Bounpaul Phothyzan was born in 1979 in Kingdom of Champasak, southernmost place of Laos, lives and works in Vientiane, Laos. He has MA in Visual art from Mahasarakham University, Thai and studied Fine Art at National Institute of Fine Arts in Vientiane. Though he started his artistic career as Realist painter, he has communicated with his audience through experimentation with various mediums such photograph, video, installation as since the 2010s. He is a very active practitioner in various Asian countries including: Thai, Singapore, Korea, Japan, Australia, etc.

 

introduction

Bounpaul gets his inspiration from whole range of environment. He focuses on ‘action of interpreting issues pertinent to environment from the perspective of ecology, sociology and history rather than forms and craftsmanship while making works of art. Till today, his art has been the constant reflections on the impact made by the human advancements on ecosystem.
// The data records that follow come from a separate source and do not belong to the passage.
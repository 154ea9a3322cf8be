//! Histogram metrics and monotonic counters for the dispatch pipeline.
//! Histograms track p50/p95/p99 over fixed-capacity sample rings; counters
//! feed the stats surface exposed to health probes.

use std::collections::HashMap;
use std::sync::atomic::{AtomicU64, Ordering};
use std::sync::Arc;
use std::time::Instant;

use parking_lot::Mutex;

/// A span measuring elapsed time from creation to explicit end.
pub struct TimingSpan {
    name: &'static str,
    start: Instant,
    registry: Arc<MetricsRegistry>,
}

impl TimingSpan {
    /// End the span, recording elapsed duration in microseconds.
    pub fn finish(self) -> f64 {
        let elapsed_us = self.start.elapsed().as_micros() as f64;
        self.registry.record(self.name, elapsed_us);
        elapsed_us
    }
}

/// Fixed-capacity ring buffer for histogram samples.
struct SampleRing {
    samples: Vec<f64>,
    pos: usize,
    count: usize,
    capacity: usize,
}

impl SampleRing {
    fn new(capacity: usize) -> Self {
        Self {
            samples: vec![0.0; capacity],
            pos: 0,
            count: 0,
            capacity,
        }
    }

    fn push(&mut self, value: f64) {
        self.samples[self.pos] = value;
        self.pos = (self.pos + 1) % self.capacity;
        if self.count < self.capacity {
            self.count += 1;
        }
    }

    fn percentile(&self, p: f64) -> f64 {
        if self.count == 0 {
            return 0.0;
        }
        let mut sorted: Vec<f64> = self.samples[..self.count].to_vec();
        sorted.sort_by(|a, b| a.partial_cmp(b).unwrap_or(std::cmp::Ordering::Equal));
        let idx = ((p / 100.0) * (self.count as f64 - 1.0)).round() as usize;
        sorted[idx.min(self.count - 1)]
    }
}

/// Stores histograms and counters for all named metrics.
pub struct MetricsRegistry {
    histograms: Mutex<HashMap<&'static str, SampleRing>>,
    counters: Mutex<HashMap<&'static str, Arc<AtomicU64>>>,
    ring_capacity: usize,
}

impl Default for MetricsRegistry {
    fn default() -> Self {
        Self::new()
    }
}

impl MetricsRegistry {
    pub fn new() -> Self {
        Self {
            histograms: Mutex::new(HashMap::new()),
            counters: Mutex::new(HashMap::new()),
            ring_capacity: 1024,
        }
    }

    /// Record a sample (in microseconds) for the named histogram.
    pub fn record(&self, name: &'static str, value_us: f64) {
        let mut hists = self.histograms.lock();
        hists
            .entry(name)
            .or_insert_with(|| SampleRing::new(self.ring_capacity))
            .push(value_us);
    }

    /// Start a timing span that records on finish.
    pub fn span(self: &Arc<Self>, name: &'static str) -> TimingSpan {
        TimingSpan {
            name,
            start: Instant::now(),
            registry: Arc::clone(self),
        }
    }

    /// Increment a monotonic counter by one.
    pub fn incr(&self, name: &'static str) {
        self.counter(name).fetch_add(1, Ordering::Relaxed);
    }

    /// Current value of a counter (zero if never incremented).
    pub fn counter_value(&self, name: &'static str) -> u64 {
        self.counter(name).load(Ordering::Relaxed)
    }

    fn counter(&self, name: &'static str) -> Arc<AtomicU64> {
        let mut counters = self.counters.lock();
        Arc::clone(
            counters
                .entry(name)
                .or_insert_with(|| Arc::new(AtomicU64::new(0))),
        )
    }

    /// Get percentile for a histogram (p value 0-100), in microseconds.
    pub fn percentile(&self, name: &str, p: f64) -> f64 {
        let hists = self.histograms.lock();
        hists
            .get(name)
            .map(|ring| ring.percentile(p))
            .unwrap_or(0.0)
    }

    /// Summary of all histograms at p50/p95/p99.
    pub fn summary(&self) -> HashMap<String, MetricSummary> {
        let hists = self.histograms.lock();
        let mut out = HashMap::new();
        for (&name, ring) in hists.iter() {
            out.insert(
                name.to_string(),
                MetricSummary {
                    p50_us: ring.percentile(50.0),
                    p95_us: ring.percentile(95.0),
                    p99_us: ring.percentile(99.0),
                    count: ring.count,
                },
            );
        }
        out
    }
}

#[derive(Debug, Clone, serde::Serialize)]
pub struct MetricSummary {
    pub p50_us: f64,
    pub p95_us: f64,
    pub p99_us: f64,
    pub count: usize,
}

/// Well-known metric names (constants to avoid typos).
pub mod metric_names {
    pub const QUEUE_WAIT_STANDARD: &str = "queue_wait_standard";
    pub const QUEUE_WAIT_BROADCAST: &str = "queue_wait_broadcast";
    pub const PIPELINE_TOTAL: &str = "t_pipeline_total";
    pub const ENGINE_CALL: &str = "t_engine_call";
    pub const CACHE_LOOKUP: &str = "t_cache_lookup";
    pub const TIER_LOAD: &str = "t_tier_load";

    pub const TRANSLATIONS_PROCESSED: &str = "translations_processed";
    pub const TRANSLATIONS_FAILED: &str = "translations_failed";
    pub const PLACEHOLDERS_REPAIRED: &str = "placeholders_repaired";
}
In the example at the top, We Live (2013) was shown at The 4th Singapore Biennale (2013) and Lie of The Land (2017) at non-profit contemporary art initiative, Elevating Laos.

 

The new work to be presented for this year’s Sea Art Festival, Scream from The Sea (2019) is also an extension of such perspective. Scream From The Sea is an unrealistically blown up version of human ear. On its skeleton made out of thin bamboo blades, he added dough made of reeds and clay to build long linear ear structure with earlobe, outer, middle and inner ear parts. This work will be placed on the shoreline between Dadaepo Beach and the sea without any supportive or protective devices to fix the sculpture. The waves almost touche the earlobe part of the sculpture at high tide, and they leave bare revealing the bottom part of the work in low tide. The clay that once looked firm gets carved, eroded and finally expose its skeletons as the time goes by in days of the exhibition. Its 3 meter high earlobe functions to collect the complex sounds made of waves that are endlessly and rhythmically rushing in, sporadic winds, birds chirping, various sound that beach visitors make, noises, etc. and deliver them resoundingly to the audience standing the other side of the sculpture.

 

Bounpaul presuming diverse sounds perpetually generated and scattered on the beach of Dadaepo as scream that sea make as it was destroyed by humans, then he returns the sea’s muted scream back to the audience through Scream From The Sea. He hopes us to aware that the sea is dying by plastic wastes acidification by CO2, oil spill incident, nuclear waste, etc. that are constantly trashed even at this moment when we dont notice and he hopes us to respond to such sound.